Khal Drogo's khalasar travels the Dothraki sea, which is an endless plain of grasses, and Daenerys listens to an Info Dump from Ser Jorah. After she gets bored, she commands the entire khalasar to stop so that she can experience the serenity of the plain undisturbed. But disturbance is what she gets: Viserys comes crashing through the greenery, furious over Dany giving orders to the khalasar—and, by proxy, him. It looks like he's about to do something violent when, out of nowhere, Rakharo and his whip show up and yank him to the ground. Rakharo suggests taking an ear for insolence, but Daenerys, translating through her handmaid Irri, orders that her brother not be harmed. (Rakharo does a Double Take. Irri's expression suggests she doesn't get it either.) Once Viserys can breathe, he screams for Mormont to kill his attackers... but Mormont looks to his khaleesi, not his king, for instructions. As a final humiliation, Rakharo takes Viserys's horse.note 

Jon Snow takes a lift up the Wall (yes, they have a lift) to meet with his uncle Benjen and look off the top for the first time. Benjen, the First Ranger of the Night's Watch, is to ride out and investigate disturbing reports from the wildlings. Jon, of course, wants to go, but it is the First Ranger he is speaking to, not his uncle, and Jon has not even taken his vows yet. Down at the bottom of the hall, Tyrion is making friends with Yoren, a recruiter who scours the Seven Kingdoms for willing candidates (and not-so-willing criminals); his next trip will be to King's Landing. Benjen wanders in and takes offense at Tyrion's jovial treatment of the Watch. Tyrion explains that, while he believes the wildlings to be as dangerous as the next man, he doesn't think that the White Walkers actually exist. He and Benjen Agree to Disagree, more or less, and Tyrion makes plans to accompany Yoren on his pilgrimage south, finding his company congenial.

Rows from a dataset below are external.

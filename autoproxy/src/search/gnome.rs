//! GNOME proxy settings via `gsettings`

use super::settings::{command_output, Settings};
use super::{direct, with_bypass_list};
use crate::error::Result;
use crate::selector::{
    FixedProxySelector, FixedSocksSelector, ProtocolDispatchSelector, SharedSelector,
};
use std::sync::Arc;

const SCHEMA: &str = "org.gnome.system.proxy";

#[derive(Debug, Clone, Copy, Default, PartialEq, Eq)]
pub struct GnomeStrategy;

impl GnomeStrategy {
    /// `Ok(None)` when `gsettings` is not installed
    pub fn read_settings(&self) -> Result<Option<Settings>> {
        let output = command_output("gsettings", &["list-recursively", SCHEMA])?;
        Ok(output.map(|text| parse_gsettings(&text)))
    }

    pub fn proxy_selector(&self) -> Result<Option<SharedSelector>> {
        tracing::trace!("Detecting GNOME proxy settings");
        Ok(self.read_settings()?.and_then(|settings| selector_from_settings(&settings)))
    }
}

/// Parse `gsettings list-recursively` output.
///
/// Keys are relative to `org.gnome.system.proxy`: `mode`, `ignore-hosts`,
/// `http.host`, `http.port` and so on. Quotes are removed and string arrays
/// become comma separated lists.
pub fn parse_gsettings(text: &str) -> Settings {
    let mut settings = Settings::new();
    for line in text.lines() {
        let mut parts = line.trim().splitn(3, ' ');
        let (Some(schema), Some(key)) = (parts.next(), parts.next()) else {
            continue;
        };
        let Some(child) = schema.strip_prefix(SCHEMA) else {
            continue;
        };
        let key = match child.strip_prefix('.') {
            Some(child) => format!("{}.{}", child, key),
            None => key.to_string(),
        };
        settings.insert(key, clean_value(parts.next().unwrap_or_default()));
    }
    settings
}

fn clean_value(raw: &str) -> String {
    let value = raw.trim();
    let value = value.strip_prefix("@as ").unwrap_or(value);
    match value.strip_prefix('[').and_then(|v| v.strip_suffix(']')) {
        Some(items) => items
            .split(',')
            .map(|item| item.trim().trim_matches('\''))
            .filter(|item| !item.is_empty())
            .collect::<Vec<_>>()
            .join(","),
        None => value.trim_matches('\'').to_string(),
    }
}

/// Build a selector from the `mode` key; without it the legacy
/// `http.enabled` flag decides
pub fn selector_from_settings(settings: &Settings) -> Option<SharedSelector> {
    let mode = match settings.value("mode") {
        Some(mode) => mode,
        None if settings.flag("http.enabled") => "manual",
        None if settings.contains_key("http.enabled") => "none",
        None => return None,
    };
    tracing::trace!("GNOME proxy mode is {}", mode);

    let selector = match mode {
        "none" => Some(direct()),
        "manual" => manual_selector(settings),
        "auto" => {
            tracing::warn!(
                "GNOME uses proxy auto-config script {:?}, which is not supported",
                settings.value("autoconfig-url").unwrap_or_default()
            );
            None
        }
        other => {
            tracing::debug!("Unknown GNOME proxy mode {}", other);
            None
        }
    }?;
    Some(with_bypass_list(selector, settings.value("ignore-hosts")))
}

fn manual_selector(settings: &Settings) -> Option<SharedSelector> {
    let mut ps = ProtocolDispatchSelector::new();

    let http = host_port(settings, "http").map(|(host, port)| -> SharedSelector {
        tracing::trace!("GNOME http proxy is {}:{}", host, port);
        Arc::new(FixedProxySelector::new(host, port))
    });
    if let Some(http) = &http {
        ps.set_selector("http", Arc::clone(http));
    }

    match http {
        Some(http) if settings.flag("use-same-proxy") => ps.set_fallback_selector(http),
        _ => {
            if let Some((host, port)) = host_port(settings, "https") {
                tracing::trace!("GNOME secure proxy is {}:{}", host, port);
                let secure: SharedSelector = Arc::new(FixedProxySelector::new(host, port));
                ps.set_selector("https", Arc::clone(&secure));
                ps.set_selector("sftp", secure);
            }
            if let Some((host, port)) = host_port(settings, "ftp") {
                tracing::trace!("GNOME ftp proxy is {}:{}", host, port);
                ps.set_selector("ftp", Arc::new(FixedProxySelector::new(host, port)));
            }
            if let Some((host, port)) = host_port(settings, "socks") {
                tracing::trace!("GNOME socks proxy is {}:{}", host, port);
                ps.set_socks_selector(Arc::new(FixedSocksSelector::new(host, port)));
            }
        }
    }

    if ps.is_empty() {
        tracing::debug!("GNOME manual mode without any proxy");
        return None;
    }
    Some(Arc::new(ps))
}

fn host_port<'a>(settings: &'a Settings, protocol: &str) -> Option<(&'a str, u16)> {
    let host = settings.value(&format!("{}.host", protocol))?;
    let port = settings.port(&format!("{}.port", protocol))?;
    Some((host, port))
}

At the Dothraki sea, Daenerys finds out that she is pregnant. The Dothraki call it "a blessing from the Great Stallion," and Dany and Drogo seem very happy together canoodling in bed, but when Ser Jorah hears about it, he interrupts a debate with Rakharo (over whether Armor Is Useless, and whether the increased protection is worth the decrease in agility) to ride to Qohor. Hmm, that's not mysterious at all.

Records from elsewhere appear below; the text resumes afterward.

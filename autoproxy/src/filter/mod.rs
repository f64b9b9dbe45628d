//! URI filters used for proxy bypass decisions

pub mod hostname;
pub mod ip_range;
pub mod local;
pub mod whitelist;

pub use hostname::{HostnameFilter, MatchMode};
pub use ip_range::IpRangeFilter;
pub use local::LocalBypassFilter;
pub use whitelist::{parse_whitelist, Whitelist};

use crate::uri::RequestUri;

/// A predicate over request URIs. Filters are immutable once built and
/// `accept` never fails; malformed or host-less URIs are rejected.
#[derive(Debug, Clone, PartialEq, Eq)]
pub enum UriFilter {
    Hostname(HostnameFilter),
    IpRange(IpRangeFilter),
    Local(LocalBypassFilter),
}

impl UriFilter {
    pub fn accept(&self, uri: &RequestUri) -> bool {
        match self {
            UriFilter::Hostname(filter) => filter.accept(uri),
            UriFilter::IpRange(filter) => filter.accept(uri),
            UriFilter::Local(filter) => filter.accept(uri),
        }
    }
}

impl From<HostnameFilter> for UriFilter {
    fn from(filter: HostnameFilter) -> Self {
        UriFilter::Hostname(filter)
    }
}

impl From<IpRangeFilter> for UriFilter {
    fn from(filter: IpRangeFilter) -> Self {
        UriFilter::IpRange(filter)
    }
}

impl From<LocalBypassFilter> for UriFilter {
    fn from(filter: LocalBypassFilter) -> Self {
        UriFilter::Local(filter)
    }
}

In the yard at Castle Black, Jon is sparring with Grenn and Pyp again. But this time, he's teaching them, not just beating their asses into the ground. Tyrion observes Jon with approval and then returns to his conversation with Lord Commander Mormont and Castle Black's maester, an old blind man named Aemon. Aemon reports that the days are getting shorter, and Mormont that wildlings are fleeing south of the Wall, claiming they've seen the White Walkers. Both are concerned for the future: if the Night's Watch is to repel the White Walkers, they're going to need more than a thousand members, and those members will need to be more than young criminals and old exiles. They beg Tyrion to plead their case in court. Finally, Tyrion says his farewell to Jon, who asks him to give Bran his love. Thus freighted with the hopes and dreams of the Night's Watch, Tyrion Lannister departs for Winterfell and King's Landing.

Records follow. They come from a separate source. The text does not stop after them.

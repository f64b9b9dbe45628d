//! Configuration: which strategies to search and the manual proxy table

pub mod builtin;
pub mod loader;
pub mod schema;
pub mod validator;

pub use loader::ConfigLoader;
pub use schema::{Config, ManualConfig, SearchConfig};
pub use validator::ConfigValidator;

The final scene of the episode concerns Arya, who arrives at the dining hall of the Tower of the Hand to find an eccentric man with a vaguely Italian accent and two wooden swords. He calls himself her "dancing master, Syrio Forel," and begins to tutor her in the ways of "water dancing." "Nine years Syrio Forel was First Sword to the Sealord of Braavos, he knows these things." "This is not the iron dance of the Westeros we are learning, the knight's dance. Hacking and hammering!" He is a Large Ham to end all Large Hams, but nobody holds it against him. "This is the Braavos dance, the water dance. It is swift... and sudden. All men are made of water, do you know this? If you pierce them, the water leaks out and they die.

"Now you will try to strike me." As Arya charges in time and time again, getting nowhere with her Flynning but clearly having the time of her life, Ned steps in to watch. But as the wasters clack again and again, the smile slides from his face, and the thump of wood is overtaken by the sounds of swords, and screams, and war.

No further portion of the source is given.